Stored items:
[Start of Attachment]
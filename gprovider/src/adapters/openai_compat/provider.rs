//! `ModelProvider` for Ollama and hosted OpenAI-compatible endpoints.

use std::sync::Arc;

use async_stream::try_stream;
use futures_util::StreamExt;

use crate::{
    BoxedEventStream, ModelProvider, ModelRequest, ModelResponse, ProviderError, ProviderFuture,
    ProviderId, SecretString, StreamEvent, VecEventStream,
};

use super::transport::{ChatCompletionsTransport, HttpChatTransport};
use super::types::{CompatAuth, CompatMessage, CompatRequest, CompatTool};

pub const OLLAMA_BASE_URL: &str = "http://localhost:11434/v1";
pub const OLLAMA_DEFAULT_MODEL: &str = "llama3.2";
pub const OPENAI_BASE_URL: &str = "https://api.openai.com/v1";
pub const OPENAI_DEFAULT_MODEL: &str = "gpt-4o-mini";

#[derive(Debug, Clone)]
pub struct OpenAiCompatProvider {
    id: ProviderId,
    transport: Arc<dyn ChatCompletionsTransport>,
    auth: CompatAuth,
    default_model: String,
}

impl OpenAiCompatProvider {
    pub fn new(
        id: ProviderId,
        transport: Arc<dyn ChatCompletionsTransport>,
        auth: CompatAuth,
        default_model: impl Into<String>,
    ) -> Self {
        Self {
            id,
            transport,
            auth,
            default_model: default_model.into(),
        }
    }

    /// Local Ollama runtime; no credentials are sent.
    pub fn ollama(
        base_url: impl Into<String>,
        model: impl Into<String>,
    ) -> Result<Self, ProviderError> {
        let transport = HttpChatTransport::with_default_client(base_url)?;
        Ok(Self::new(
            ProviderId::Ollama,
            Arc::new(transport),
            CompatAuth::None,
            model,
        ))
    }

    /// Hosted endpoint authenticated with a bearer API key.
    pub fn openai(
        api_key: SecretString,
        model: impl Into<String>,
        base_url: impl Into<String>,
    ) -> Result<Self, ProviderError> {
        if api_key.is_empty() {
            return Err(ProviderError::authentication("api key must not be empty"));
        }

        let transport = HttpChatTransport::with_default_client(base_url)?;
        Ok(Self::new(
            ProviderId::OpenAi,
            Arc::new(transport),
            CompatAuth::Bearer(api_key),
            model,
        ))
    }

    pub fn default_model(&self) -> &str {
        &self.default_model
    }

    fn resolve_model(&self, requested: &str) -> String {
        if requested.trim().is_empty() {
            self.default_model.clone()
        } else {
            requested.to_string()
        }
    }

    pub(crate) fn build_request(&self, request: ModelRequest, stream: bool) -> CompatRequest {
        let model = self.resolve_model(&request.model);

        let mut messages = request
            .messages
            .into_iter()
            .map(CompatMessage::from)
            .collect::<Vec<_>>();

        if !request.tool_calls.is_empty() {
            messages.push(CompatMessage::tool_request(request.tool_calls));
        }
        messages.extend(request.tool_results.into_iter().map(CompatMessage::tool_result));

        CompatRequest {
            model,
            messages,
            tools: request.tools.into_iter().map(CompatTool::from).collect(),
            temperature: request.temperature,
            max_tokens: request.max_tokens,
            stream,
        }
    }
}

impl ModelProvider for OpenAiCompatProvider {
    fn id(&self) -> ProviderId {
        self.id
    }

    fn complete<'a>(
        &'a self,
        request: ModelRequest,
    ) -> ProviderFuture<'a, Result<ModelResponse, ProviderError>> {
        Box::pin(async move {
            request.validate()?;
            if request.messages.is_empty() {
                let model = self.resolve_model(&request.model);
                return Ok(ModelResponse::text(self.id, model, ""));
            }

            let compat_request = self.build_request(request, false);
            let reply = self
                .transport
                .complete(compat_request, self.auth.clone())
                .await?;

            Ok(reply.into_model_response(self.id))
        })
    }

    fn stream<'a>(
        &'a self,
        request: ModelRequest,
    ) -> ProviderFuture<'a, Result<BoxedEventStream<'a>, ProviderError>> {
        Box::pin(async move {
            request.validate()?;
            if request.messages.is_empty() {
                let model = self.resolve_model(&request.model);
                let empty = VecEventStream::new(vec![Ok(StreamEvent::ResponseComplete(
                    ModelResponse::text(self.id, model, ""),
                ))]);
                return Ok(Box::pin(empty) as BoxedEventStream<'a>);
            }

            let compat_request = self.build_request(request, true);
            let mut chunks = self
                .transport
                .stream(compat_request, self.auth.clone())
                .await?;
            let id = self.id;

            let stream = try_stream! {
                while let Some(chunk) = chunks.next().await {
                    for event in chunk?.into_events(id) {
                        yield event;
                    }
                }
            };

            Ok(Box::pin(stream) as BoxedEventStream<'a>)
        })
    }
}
[End of Attachment]
▸ Try it: Among the entries above, count every line containing the string "ModelRequest". Your reply must be that number alone.

▸ Solution for this exercise: 4